Physicists in the US may have ended a decade-old debate about how the Casimir force – which affects objects separated by tiny distances – should be calculated for two metal objects. They say that the so-called Drude model, which treats metal as a collection of billiard-ball-like positive ions and electrons, wins out over the "plasma model", which assumes the electrons move in a fixed lattice of positive ions. Understanding how to determine the force could play an important role in the design of micrometre- and nanometre-sized machines.
The Casimir force was first predicted in 1948 by Dutch physicist Hendrik Casimir, who considered what happens when two uncharged, perfectly conducting metal plates are placed opposite one another in a vacuum. According to quantum mechanics, the energy of an electromagnetic field in a vacuum is not zero but continuously fluctuates around a certain mean value. However, resonance means that only certain wavelengths will exist between two plates separated by a particular distance.

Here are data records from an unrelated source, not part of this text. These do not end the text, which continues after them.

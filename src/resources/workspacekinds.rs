use std::collections::BTreeMap;

use k8s_openapi::api::core::v1::{
    Affinity, EnvVar, PodSecurityContext, Probe, ResourceRequirements, SecurityContext, Toleration,
};
use kube::CustomResource;
use schemars::JsonSchema;
use serde::{Deserialize, Serialize};

pub use super::workspaces::PodMetadata;

pub const DEFAULT_MAX_INACTIVE_SECONDS: i64 = 86400;
pub const DEFAULT_MAX_PROBE_INTERVAL_SECONDS: i64 = 300;
pub const DEFAULT_MIN_PROBE_INTERVAL_SECONDS: i64 = 20;
pub const DEFAULT_IMAGE_PULL_POLICY: &str = "IfNotPresent";

/// WorkspaceKind is a template for Workspaces: the images, pod configurations, routing and culling policy
/// they may use.
#[derive(CustomResource, Deserialize, Serialize, Clone, Debug, Default, PartialEq, JsonSchema)]
#[kube(
    kind = "WorkspaceKind",
    group = "kubeflow.org",
    version = "v1beta1",
    printcolumn = r#"{"name":"Deprecated", "type":"boolean", "jsonPath":".spec.spawner.deprecated"}"#,
    printcolumn = r#"{"name":"Hidden", "type":"boolean", "jsonPath":".spec.spawner.hidden"}"#,
    printcolumn = r#"{"name":"Age", "type":"date", "jsonPath":".metadata.creationTimestamp"}"#
)]
#[kube(shortname = "wsk")]
#[serde(rename_all = "camelCase")]
pub struct WorkspaceKindSpec {
    pub spawner: WorkspaceKindSpawner,
    pub pod_template: WorkspaceKindPodTemplate,
}

/// How the kind is presented by the spawner UI
#[derive(Deserialize, Serialize, Clone, Debug, Default, PartialEq, JsonSchema)]
#[serde(rename_all = "camelCase")]
pub struct WorkspaceKindSpawner {
    pub display_name: String,
    #[serde(default)]
    pub description: String,
    #[serde(default)]
    pub hidden: bool,
    #[serde(default)]
    pub deprecated: bool,
    pub deprecation_message: Option<String>,
}

#[derive(Deserialize, Serialize, Clone, Debug, Default, PartialEq, JsonSchema)]
#[serde(rename_all = "camelCase")]
pub struct WorkspaceKindPodTemplate {
    pub pod_metadata: Option<PodMetadata>,
    /// The service account the workspace pods run as. This field is immutable.
    pub service_account: ServiceAccountRef,
    pub culling: Option<CullingConfig>,
    pub probes: Option<ContainerProbes>,
    /// This field is immutable.
    pub volume_mounts: VolumeMounts,
    pub http_proxy: Option<HttpProxy>,
    /// Environment variables for the main container. Values may use `{{ httpPathPrefix "<port-id>" }}`.
    #[serde(default, skip_serializing_if = "Vec::is_empty")]
    pub extra_env: Vec<EnvVar>,
    pub container_security_context: Option<SecurityContext>,
    pub security_context: Option<PodSecurityContext>,
    pub options: KindOptions,
}

#[derive(Deserialize, Serialize, Clone, Debug, Default, PartialEq, JsonSchema)]
pub struct ServiceAccountRef {
    pub name: String,
}

#[derive(Deserialize, Serialize, Clone, Debug, Default, PartialEq, JsonSchema)]
pub struct VolumeMounts {
    /// Mount path of the workspace's home volume
    pub home: String,
}

#[derive(Deserialize, Serialize, Clone, Debug, Default, PartialEq, JsonSchema)]
#[serde(rename_all = "camelCase")]
pub struct ContainerProbes {
    pub startup_probe: Option<Probe>,
    pub liveness_probe: Option<Probe>,
    pub readiness_probe: Option<Probe>,
}

/// Idle culling policy
#[derive(Deserialize, Serialize, Clone, Debug, PartialEq, JsonSchema)]
#[serde(rename_all = "camelCase")]
pub struct CullingConfig {
    #[serde(default = "default_true")]
    pub enabled: bool,
    /// Seconds of inactivity after which a workspace is paused. Defaults to 86400.
    #[schemars(range(min = 60))]
    pub max_inactive_seconds: Option<i64>,
    /// Upper bound between two probes. Defaults to 300.
    #[schemars(range(min = 1))]
    pub max_probe_interval_seconds: Option<i64>,
    /// Lower bound between two probes. Defaults to 20.
    #[schemars(range(min = 1))]
    pub min_probe_interval_seconds: Option<i64>,
    pub activity_probe: ActivityProbe,
}

fn default_true() -> bool {
    true
}

impl Default for CullingConfig {
    fn default() -> Self {
        Self {
            enabled: true,
            max_inactive_seconds: None,
            max_probe_interval_seconds: None,
            min_probe_interval_seconds: None,
            activity_probe: ActivityProbe::default(),
        }
    }
}

impl CullingConfig {
    pub fn max_inactive_seconds(&self) -> i64 {
        self.max_inactive_seconds
            .unwrap_or(DEFAULT_MAX_INACTIVE_SECONDS)
    }

    pub fn max_probe_interval_seconds(&self) -> i64 {
        self.max_probe_interval_seconds
            .unwrap_or(DEFAULT_MAX_PROBE_INTERVAL_SECONDS)
    }

    pub fn min_probe_interval_seconds(&self) -> i64 {
        self.min_probe_interval_seconds
            .unwrap_or(DEFAULT_MIN_PROBE_INTERVAL_SECONDS)
    }
}

/// Exactly one of exec or jupyter must be set
#[derive(Deserialize, Serialize, Clone, Debug, Default, PartialEq, JsonSchema)]
pub struct ActivityProbe {
    pub exec: Option<ActivityProbeExec>,
    pub jupyter: Option<ActivityProbeJupyter>,
}

/// Runs a script in the main container. The script writes `{"has_activity": bool, "last_activity": "<RFC3339>"}`
/// to outputPath.
#[derive(Deserialize, Serialize, Clone, Debug, Default, PartialEq, JsonSchema)]
#[serde(rename_all = "camelCase")]
pub struct ActivityProbeExec {
    pub output_path: String,
    #[schemars(range(min = 1, max = 300))]
    pub timeout_seconds: i64,
    pub script: String,
}

/// Reads last_activity from the JupyterLab status API
#[derive(Deserialize, Serialize, Clone, Debug, Default, PartialEq, JsonSchema)]
#[serde(rename_all = "camelCase")]
pub struct ActivityProbeJupyter {
    pub last_activity: bool,
}

#[derive(Deserialize, Serialize, Clone, Debug, Default, PartialEq, JsonSchema)]
#[serde(rename_all = "camelCase")]
pub struct HttpProxy {
    /// Strip `/workspace/<namespace>/<name>/<port-id>` before forwarding requests.
    #[serde(default)]
    pub remove_path_prefix: bool,
    pub request_headers: Option<RequestHeaders>,
}

/// Header manipulations. Keys and values may use `{{ httpPathPrefix "<port-id>" }}`.
#[derive(Deserialize, Serialize, Clone, Debug, Default, PartialEq, JsonSchema)]
pub struct RequestHeaders {
    #[serde(default, skip_serializing_if = "BTreeMap::is_empty")]
    pub set: BTreeMap<String, String>,
    #[serde(default, skip_serializing_if = "BTreeMap::is_empty")]
    pub add: BTreeMap<String, String>,
    #[serde(default, skip_serializing_if = "Vec::is_empty")]
    pub remove: Vec<String>,
}

#[derive(Deserialize, Serialize, Clone, Debug, Default, PartialEq, JsonSchema)]
#[serde(rename_all = "camelCase")]
pub struct KindOptions {
    pub image_config: ImageConfig,
    pub pod_config: PodConfig,
}

#[derive(Deserialize, Serialize, Clone, Debug, Default, PartialEq, JsonSchema)]
pub struct OptionSpawner {
    /// Id of the value used when a workspace does not select one
    pub default: String,
}

#[derive(Deserialize, Serialize, Clone, Debug, Default, PartialEq, JsonSchema)]
#[serde(rename_all = "camelCase")]
pub struct OptionValueSpawner {
    pub display_name: String,
    pub description: Option<String>,
    #[serde(default)]
    pub hidden: bool,
}

#[derive(Deserialize, Serialize, Clone, Debug, Default, PartialEq, JsonSchema)]
pub struct OptionRedirect {
    /// Id of the value that replaces this one
    pub to: String,
    pub message: Option<RedirectMessage>,
}

#[derive(Deserialize, Serialize, Clone, Debug, Default, PartialEq, JsonSchema)]
pub struct RedirectMessage {
    pub level: RedirectMessageLevel,
    pub text: String,
}

#[derive(Deserialize, Serialize, Clone, Copy, Debug, Default, PartialEq, Eq, JsonSchema)]
pub enum RedirectMessageLevel {
    #[default]
    Info,
    Warning,
    Danger,
}

#[derive(Deserialize, Serialize, Clone, Debug, Default, PartialEq, JsonSchema)]
pub struct ImageConfig {
    pub spawner: OptionSpawner,
    pub values: Vec<ImageConfigValue>,
}

#[derive(Deserialize, Serialize, Clone, Debug, Default, PartialEq, JsonSchema)]
pub struct ImageConfigValue {
    pub id: String,
    #[serde(default)]
    pub spawner: OptionValueSpawner,
    pub redirect: Option<OptionRedirect>,
    pub spec: ImageConfigSpec,
}

#[derive(Deserialize, Serialize, Clone, Debug, Default, PartialEq, JsonSchema)]
#[serde(rename_all = "camelCase")]
pub struct ImageConfigSpec {
    pub image: String,
    /// Defaults to IfNotPresent
    pub image_pull_policy: Option<String>,
    #[serde(default)]
    pub ports: Vec<ImagePort>,
}

#[derive(Deserialize, Serialize, Clone, Debug, Default, PartialEq, JsonSchema)]
#[serde(rename_all = "camelCase")]
pub struct ImagePort {
    /// Used in the HTTP path prefix, `/workspace/<namespace>/<name>/<id>/`
    #[schemars(regex(pattern = r"^[a-z0-9][a-z0-9_-]*$"))]
    pub id: String,
    #[serde(default)]
    pub display_name: String,
    #[schemars(range(min = 1, max = 65535))]
    pub port: i32,
    /// Only HTTP is supported
    pub protocol: Option<String>,
}

#[derive(Deserialize, Serialize, Clone, Debug, Default, PartialEq, JsonSchema)]
pub struct PodConfig {
    pub spawner: OptionSpawner,
    pub values: Vec<PodConfigValue>,
}

#[derive(Deserialize, Serialize, Clone, Debug, Default, PartialEq, JsonSchema)]
pub struct PodConfigValue {
    pub id: String,
    #[serde(default)]
    pub spawner: OptionValueSpawner,
    pub redirect: Option<OptionRedirect>,
    pub spec: PodConfigSpec,
}

#[derive(Deserialize, Serialize, Clone, Debug, Default, PartialEq, JsonSchema)]
#[serde(rename_all = "camelCase")]
pub struct PodConfigSpec {
    pub affinity: Option<Affinity>,
    pub node_selector: Option<BTreeMap<String, String>>,
    pub tolerations: Option<Vec<Toleration>>,
    pub resources: Option<ResourceRequirements>,
}

impl WorkspaceKind {
    pub fn culling(&self) -> Option<&CullingConfig> {
        self.spec.pod_template.culling.as_ref()
    }

    pub fn image_config(&self, id: &str) -> Option<&ImageConfigValue> {
        self.spec
            .pod_template
            .options
            .image_config
            .values
            .iter()
            .find(|v| v.id == id)
    }

    pub fn pod_config(&self, id: &str) -> Option<&PodConfigValue> {
        self.spec
            .pod_template
            .options
            .pod_config
            .values
            .iter()
            .find(|v| v.id == id)
    }
}
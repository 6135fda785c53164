use std::collections::BTreeMap;

use k8s_openapi::apimachinery::pkg::apis::meta::v1::OwnerReference;
use kube::api::{Api, PostParams};
use kube::ResourceExt;
use tracing::*;

use crate::controllers::ControllerConfig;
use crate::reconcilers::template::{render, WorkspacePorts};
use crate::reconcilers::{child_name_prefix, is_controlled_by, object_meta, FIELD_MANAGER};
use crate::resources::virtualservices::{
    Destination, HeaderOperations, Headers, HttpMatchRequest, HttpRewrite, HttpRoute,
    HttpRouteDestination, PortSelector, StringMatch, VirtualService, VirtualServiceSpec,
};
use crate::resources::workspacekinds::{ImageConfigValue, WorkspaceKind};
use crate::resources::workspaces::Workspace;
use crate::{Error, Result};

/// The VirtualService of a workspace has a fixed name, unlike its other children
pub fn virtual_service_name(ws: &Workspace) -> String {
    child_name_prefix(&ws.name_any())
}

/// Build the VirtualService routing `/workspace/<namespace>/<name>/<port-id>` to each port of the workspace
pub fn desired_virtual_service(
    ws: &Workspace,
    kind: &WorkspaceKind,
    image: &ImageConfigValue,
    service_name: &str,
    config: &ControllerConfig,
    oref: &OwnerReference,
) -> Result<VirtualService> {
    let name = ws.name_any();
    let namespace = ws.namespace().unwrap_or_default();

    let ports = WorkspacePorts::new(
        &namespace,
        &name,
        image.spec.ports.iter().map(|p| p.id.as_str()),
    );

    let http_proxy = kind.spec.pod_template.http_proxy.clone().unwrap_or_default();

    let headers = match http_proxy.request_headers {
        Some(request_headers) => {
            let render_map = |map: &BTreeMap<String, String>| {
                map.iter()
                    .map(|(k, v)| Ok((render(k, &ports)?, render(v, &ports)?)))
                    .collect::<Result<BTreeMap<_, _>>>()
            };
            let operations = HeaderOperations {
                set: render_map(&request_headers.set)?,
                add: render_map(&request_headers.add)?,
                remove: request_headers
                    .remove
                    .iter()
                    .map(|h| Ok(render(h, &ports)?))
                    .collect::<Result<Vec<_>>>()?,
            };
            let empty =
                operations.set.is_empty() && operations.add.is_empty() && operations.remove.is_empty();
            (!empty).then_some(Headers {
                request: Some(operations),
            })
        }
        None => None,
    };

    let host = config.service_host(service_name, &namespace);

    let http = image
        .spec
        .ports
        .iter()
        .map(|p| HttpRoute {
            match_: vec![HttpMatchRequest {
                uri: Some(StringMatch::Prefix(format!(
                    "/workspace/{namespace}/{name}/{}",
                    p.id
                ))),
            }],
            rewrite: http_proxy.remove_path_prefix.then(|| HttpRewrite {
                uri: Some("/".into()),
            }),
            route: vec![HttpRouteDestination {
                destination: Destination {
                    host: host.clone(),
                    port: Some(PortSelector {
                        number: p.port as u32,
                    }),
                },
            }],
            headers: headers.clone(),
        })
        .collect();

    let mut metadata = object_meta(oref, &name, BTreeMap::new(), BTreeMap::new());
    metadata.generate_name = None;
    metadata.name = Some(virtual_service_name(ws));
    metadata.namespace = Some(namespace);

    Ok(VirtualService {
        metadata,
        spec: VirtualServiceSpec {
            hosts: vec![config.istio_host.clone()],
            gateways: vec![config.istio_gateway.clone()],
            http,
        },
    })
}

/// Create the VirtualService, or bring the live one in line with `desired`. A VirtualService of the same name
/// controlled by anything else is left alone.
pub async fn reconcile_virtual_service(
    client: &kube::Client,
    namespace: &str,
    desired: VirtualService,
) -> Result<VirtualService> {
    let vs_api: Api<VirtualService> = Api::namespaced(client.clone(), namespace);
    let params = PostParams {
        dry_run: false,
        field_manager: Some(FIELD_MANAGER.into()),
    };
    let name = desired.name_any();
    let owner_uid = desired
        .metadata
        .owner_references
        .iter()
        .flatten()
        .find(|o| o.controller == Some(true))
        .map(|o| o.uid.clone())
        .ok_or(Error::MissingObjectKey(".metadata.ownerReferences"))?;

    let Some(mut existing) = vs_api.get_opt(&name).await? else {
        debug!("Creating VirtualService {} in namespace {}", name, namespace);
        return Ok(vs_api.create(&params, &desired).await?);
    };

    if !is_controlled_by(&existing.metadata, &owner_uid) {
        return Err(Error::NotControlled {
            kind: "VirtualService",
            name,
        });
    }

    let unchanged = existing.spec == desired.spec
        && existing.metadata.labels == desired.metadata.labels
        && existing.metadata.annotations == desired.metadata.annotations;
    if unchanged {
        return Ok(existing);
    }

    existing.spec = desired.spec;
    existing.metadata.labels = desired.metadata.labels;
    existing.metadata.annotations = desired.metadata.annotations;

    debug!("Updating VirtualService {} in namespace {}", name, namespace);
    Ok(vs_api.replace(&name, &params, &existing).await?)
}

What Casimir worked out was that the radiation pressure of the field outside the plates will tend to be slightly greater than that between the plates, which will therefore be attracted to one another. As it is so tiny, the Casimir force proved extremely difficult to measure and it was not until 1997 that Steve Lamoreaux, then at the University of Washington in the US, provided the first firm experimental confirmation of Casimir's theory. Although Lamoreaux and others have since made better measurements, an important mystery remained regarding how the Casimir force should be calculated for realistic objects.